What to produce: Report, in full, each line of the material below in which the string "powf" occurs.

Data:
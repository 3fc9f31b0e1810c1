//! Maps an impact's differential speed onto bounded effect parameters.

use crate::common::ImpactConfig;
use serde::{Deserialize, Serialize};

/// `volume = min(max_volume, coefficient * speed^exponent + offset)`, in decibels.
#[derive(Debug, Clone, Copy, PartialEq, Serialize, Deserialize)]
#[serde(default)]
pub struct VolumeCurve {
    pub coefficient: f64,
    pub exponent: f64,
    pub offset: f64,
    pub max_volume: f64,
}

impl Default for VolumeCurve {
    fn default() -> Self {
        Self {
            coefficient: 1.0,
            exponent: 0.5,
            offset: -5.0,
            max_volume: 10.0,
        }
    }
}

impl VolumeCurve {
    pub fn volume(&self, speed: f64) -> f64 {
        // sqrt is exact for perfect squares, powf(_, 0.5) is not guaranteed to be
        let scaled = if self.exponent == 0.5 {
            speed.sqrt()
        } else {
            speed.powf(self.exponent)
        };
        (self.coefficient * scaled + self.offset).min(self.max_volume)
    }
}

/// What to do with impacts whose mapped volume comes out negative or very low.
#[derive(Debug, Clone, Copy, PartialEq, Default, Serialize, Deserialize)]
#[serde(tag = "mode", rename_all = "snake_case")]
pub enum QuietImpactPolicy {
    /// Volume is a decibel gain: negative values just play quieter.
    #[default]
    Attenuate,
    /// Negative volumes are raised to zero.
    ClampToZero,
    /// Volumes below `floor` skip the audio call.
    MuteBelow { floor: f64 },
}

impl QuietImpactPolicy {
    /// Returns the volume to play at, or `None` when the cue should not play.
    pub fn apply(&self, volume: f64) -> Option<f64> {
        match *self {
            QuietImpactPolicy::Attenuate => Some(volume),
            QuietImpactPolicy::ClampToZero => Some(volume.max(0.0)),
            QuietImpactPolicy::MuteBelow { floor } => (volume >= floor).then_some(volume),
        }
    }
}

/// Escalation of severe impacts into explosions. Disabled unless `enabled` is set.
#[derive(Debug, Clone, PartialEq, Serialize, Deserialize)]
#[serde(default)]
pub struct ExplosionCurve {
    pub enabled: bool,
    /// Explosion prototype handed to the explosion subsystem.
    pub kind: String,
    pub intensity_per_speed: f64,
    /// Intensity lost per tile away from the epicenter.
    pub slope: f64,
    pub max_intensity_per_speed: f64,
    pub max_tile_break: u32,
    /// Extra tiles broken per unit of speed, added to `max_tile_break`.
    pub max_tile_break_per_speed: f64,
    /// Ticks to wait before detonating; `0` detonates on the current tick.
    pub delay_ticks: u32,
}

impl Default for ExplosionCurve {
    fn default() -> Self {
        Self {
            enabled: false,
            kind: "Default".to_string(),
            intensity_per_speed: 100.0,
            slope: 4.0,
            max_intensity_per_speed: 50.0,
            max_tile_break: 4,
            max_tile_break_per_speed: 0.0,
            delay_ticks: 1,
        }
    }
}

impl ExplosionCurve {
    /// Explosion sized for `speed`, or `None` while the extension is disabled.
    pub fn parameters(&self, speed: f64) -> Option<ExplosionParameters> {
        if !self.enabled {
            return None;
        }
        let extra_tiles = (self.max_tile_break_per_speed * speed).floor().max(0.0);
        Some(ExplosionParameters {
            total_intensity: self.intensity_per_speed * speed,
            slope: self.slope,
            max_tile_intensity: self.max_intensity_per_speed * speed,
            // Saturating float-to-int cast caps absurd values at u32::MAX.
            max_tile_break: self.max_tile_break.saturating_add(extra_tiles as u32),
            delay_ticks: self.delay_ticks,
        })
    }
}

#[derive(Debug, Clone, Copy, PartialEq)]
pub struct AudioParams {
    pub volume: f64,
    pub variation: f64,
}

#[derive(Debug, Clone, Copy, PartialEq)]
pub struct ExplosionParameters {
    pub total_intensity: f64,
    pub slope: f64,
    pub max_tile_intensity: f64,
    pub max_tile_break: u32,
    pub delay_ticks: u32,
}

/// Everything the dispatcher needs for one qualifying impact.
#[derive(Debug, Clone, Copy, PartialEq)]
pub struct EffectParameters {
    /// Volume straight off the curve, before the quiet-impact policy.
    pub raw_volume: f64,
    /// `None` when the quiet-impact policy muted the cue.
    pub audio: Option<AudioParams>,
    pub explosion: Option<ExplosionParameters>,
}

/// Pure mapping from differential speed to effect parameters.
pub fn map_effects(speed: f64, config: &ImpactConfig) -> EffectParameters {
    let raw_volume = config.volume_curve.volume(speed);
    let audio = config
        .quiet_policy
        .apply(raw_volume)
        .map(|volume| AudioParams {
            volume,
            variation: config.variation,
        });

    EffectParameters {
        raw_volume,
        audio,
        explosion: config.explosion.parameters(speed),
    }
}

Completed exercise:
        // sqrt is exact for perfect squares, powf(_, 0.5) is not guaranteed to be
            speed.powf(self.exponent)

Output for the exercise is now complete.